Un’altra vita è possibile per uscire dalla crisi? Il Forum del Terzo settore si confronta al De Filippi

poveriAnche il Terzo Settore dice la sua a proposito della drammatica crisi che stiamo vivendo. E lo fa dialogando e ragionando sulle analisi di esperti che hanno da tempo sviluppato percorsi di attenzione nei confronti del mondo non profit. Esemplare l’iniziativa promossa a Varese, sabato 24 ottobre, alle ore 9, presso il De Filippi, che consiste in un convegno dal titolo “Nuovi stili di vita per uscire dalla crisi e costruire una società migliore.

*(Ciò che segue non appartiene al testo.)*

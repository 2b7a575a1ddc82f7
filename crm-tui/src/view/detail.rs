use crm_lib::{Account, Choice, Contact, Lead, User};
use crm_ui::{Buffer, Line, Rect, Theme, Token};

use super::{Hits, draw_box, draw_heading, draw_page_table, fg, heading_style, record_title};
use crate::app::{App, DetailScreen, Focus, Record};
use crate::columns::{format_date, format_datetime, format_inr};

const LABEL_WIDTH: u16 = 17;

type Fields = Vec<(&'static str, Line)>;

fn text(value: impl Into<String>) -> Line {
    let value = value.into();
    if value.trim().is_empty() {
        Line::styled("-", fg(Token::Muted))
    } else {
        Line::styled(value, fg(Token::Text))
    }
}

fn optional(value: Option<impl ToString>) -> Line {
    value.map_or_else(|| text(""), |v| text(v.to_string()))
}

fn badge<C: Choice>(choice: C) -> Line {
    Line::badge(choice.label(), choice.tone())
}

fn account_fields(account: &Account) -> (String, Fields) {
    let subtitle = format!("{} · {}", account.industry, account.account_type.label());
    let fields = vec![
        ("Industry", text(account.industry.as_str())),
        ("Type", badge(account.account_type)),
        ("Phone", text(account.phone.as_str())),
        ("Website", optional(account.website.as_ref())),
        ("Annual Revenue", optional(account.revenue.map(format_inr))),
        ("Employees", optional(account.employees)),
        (
            "Primary Contact",
            optional(account.primary_contact.as_ref().map(|c| match &c.title {
                Some(title) => format!("{} ({})", c.name, title),
                None => c.name.clone(),
            })),
        ),
        ("Last Activity", optional(account.last_activity.map(format_date))),
        ("Billing Address", optional(account.billing_address.as_ref())),
        ("Shipping Address", optional(account.shipping_address.as_ref())),
        ("Created", text(format_date(account.created.date_naive()))),
        ("Description", optional(account.description.as_ref())),
    ];
    (subtitle, fields)
}

fn contact_fields(contact: &Contact) -> (String, Fields) {
    let subtitle = if contact.company.is_empty() {
        contact.role.clone()
    } else {
        format!("{} at {}", contact.role, contact.company)
    };
    let fields = vec![
        ("Email", text(contact.email.as_str())),
        ("Phone", text(contact.phone.as_str())),
        ("Mobile", optional(contact.mobile.as_ref())),
        ("Company", text(contact.company.as_str())),
        ("Job Title", text(contact.role.as_str())),
        ("Department", optional(contact.department.as_ref())),
        ("Address", optional(contact.address.as_ref())),
        ("Created", text(format_date(contact.created_date))),
        ("Last Activity", optional(contact.last_activity.map(format_date))),
        ("Description", optional(contact.description.as_ref())),
    ];
    (subtitle, fields)
}

fn lead_fields(lead: &Lead) -> (String, Fields) {
    let fields = vec![
        ("Company", text(lead.company.as_str())),
        ("Status", badge(lead.status)),
        ("Potential Value", optional(lead.potential_value.map(format_inr))),
        ("Contact Person", optional(lead.contact_person.as_ref())),
        ("Email", text(lead.email.as_str())),
        ("Phone", text(lead.phone.as_str())),
        ("Assigned To", text(lead.assigned_to.as_str())),
        ("Created", text(format_date(lead.created_date))),
        ("Notes", optional(lead.notes.as_ref())),
    ];
    (lead.company.clone(), fields)
}

fn user_fields(user: &User) -> (String, Fields) {
    let fields = vec![
        ("Email", text(user.email.as_str())),
        ("Role", badge(user.role)),
        ("Status", badge(user.status)),
        ("Last Login", optional(user.last_login.map(format_datetime))),
    ];
    (user.role.label().to_string(), fields)
}

pub(super) fn draw(app: &App, detail: &DetailScreen, buf: &mut Buffer, area: Rect, theme: &Theme, hits: &mut Hits) {
    let store = app.store();
    let found = match &detail.record {
        Record::Account(id) => store.account(id).map(account_fields),
        Record::Contact(id) => store.contact(id).map(contact_fields),
        Record::Lead(id) => store.lead(id).map(lead_fields),
        Record::User(id) => store.user(id).map(user_fields),
    };
    let title = record_title(app, &detail.record);
    let (subtitle, fields) = match found {
        Ok(found) => found,
        Err(e) => {
            draw_heading(buf, area, &title, &e.to_string(), theme);
            return;
        }
    };

    let area = draw_heading(buf, area, &title, &subtitle, theme);
    let rows = fields.len().div_ceil(2) as u16;
    let (info, rest) = area.split_top(rows + 2);
    draw_box(buf, info, Some("Details"), theme);
    draw_fields(&fields, buf, info.inset(1).shrink(0, 1, 0, 1), theme);

    let tabs = detail.record.tabs();
    if tabs.is_empty() {
        return;
    }
    let (bar, rest) = rest.shrink(1, 0, 0, 0).split_top(2);
    let mut x = bar.x;
    for (i, tab) in tabs.iter().enumerate() {
        if x >= bar.right() {
            break;
        }
        let label = format!(" {tab} ");
        let active = i == detail.tab;
        let style = if active { heading_style().underline() } else { fg(Token::Muted) };
        let width = buf.write_str(x, bar.y, &label, style, bar.right() - x, theme);
        hits.tabs.push((i, Rect::new(x, bar.y, width, 1)));
        x += width + 1;
    }
    if app.focus() == Focus::Table && x < bar.right() {
        buf.write_str(x + 1, bar.y, "[ ] switch", fg(Token::Muted), bar.right() - x - 1, theme);
    }
    draw_page_table(app, buf, rest, theme, hits);
}

/// Label/value pairs in two columns.
fn draw_fields(fields: &[(&str, Line)], buf: &mut Buffer, area: Rect, theme: &Theme) {
    let column_width = area.width / 2;
    for (i, (label, value)) in fields.iter().enumerate() {
        let row = (i / 2) as u16;
        if row >= area.height {
            break;
        }
        let x = area.x + (i % 2) as u16 * column_width;
        let y = area.y + row;
        let line = Line::styled(format!("{label:<width$}", width = LABEL_WIDTH as usize), fg(Token::Muted));
        let written = buf.write_line(x, y, &line, column_width, theme);
        buf.write_line(x + written, y, value, column_width.saturating_sub(written + 1), theme);
    }
}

Terzo Settore e Istituzioni a confronto”, un confronto promosso dal Forum Provinciale del Terzo Settore di Varese, unitamente ai Forum Territoriali di Busto Arsizio e di Gallarate, alla Provincia di Varese ed al Cesvov. L’intento del convegno è quello di offrire un’opportunità d’incontro e di confronto tra le principali istituzioni del nostro territorio ed i soggetti del variegato mondo del Terzo Settore. La riflessione introduttiva sarà tenuta da uno dei più lucidi sociologi milanesi che stanno riflettendo su questi temi, Mauro Magatti, preside della Facoltà di Sociologia dell’Università Cattolica, il quale indirizzerà il  confronto sul possibile contributo che il Terzo Settore può dare per uscire dalla crisi sviluppando non solo la quantità dei servizi erogati – spesso gratuitamente -, ma le modalità e la cultura che stanno alla base dell’agire del volontariato, dell’associazionismo, della cooperazione sociale. La riflessione sui nuovi stili di vita generati anche con l’apporto delle esperienze vissute e proposte quotidianamente dalla moltitudine di soggetti sociali del Terzo Settore, presenti nella nostra provincia, prende avvio dalla situazione che stiamo vivendo, dal non sapere quando  ed in che modo  usciremo da questa crisi. Per Magatti una strada d’uscita non solo dalla crisi, ma da un modo di vivere e di concepire la vita, passa attraverso il riconoscimento e il recupero di due dimensioni negate dal sistema che ha generato la crisi culturale ed economica attuale: quella relazionale e quella del senso. Dopo l’ubriacatura di una concezione  individualistica della libertà e dell’accessibilità illimitata a tutto e per ognuno, per Magatti “è ora di capire che ognuno di noi è troppo dipendente dagli altri per poter avere accesso alla felicità in modo individualistico e senza porsi domande  su significato e senso di quello che sta facendo”. L’associazionismo, il volontariato, la cooperazione sociale chiamano a misurare se stessi  e le istituzioni territoriali a fronte di queste sollecitazioni.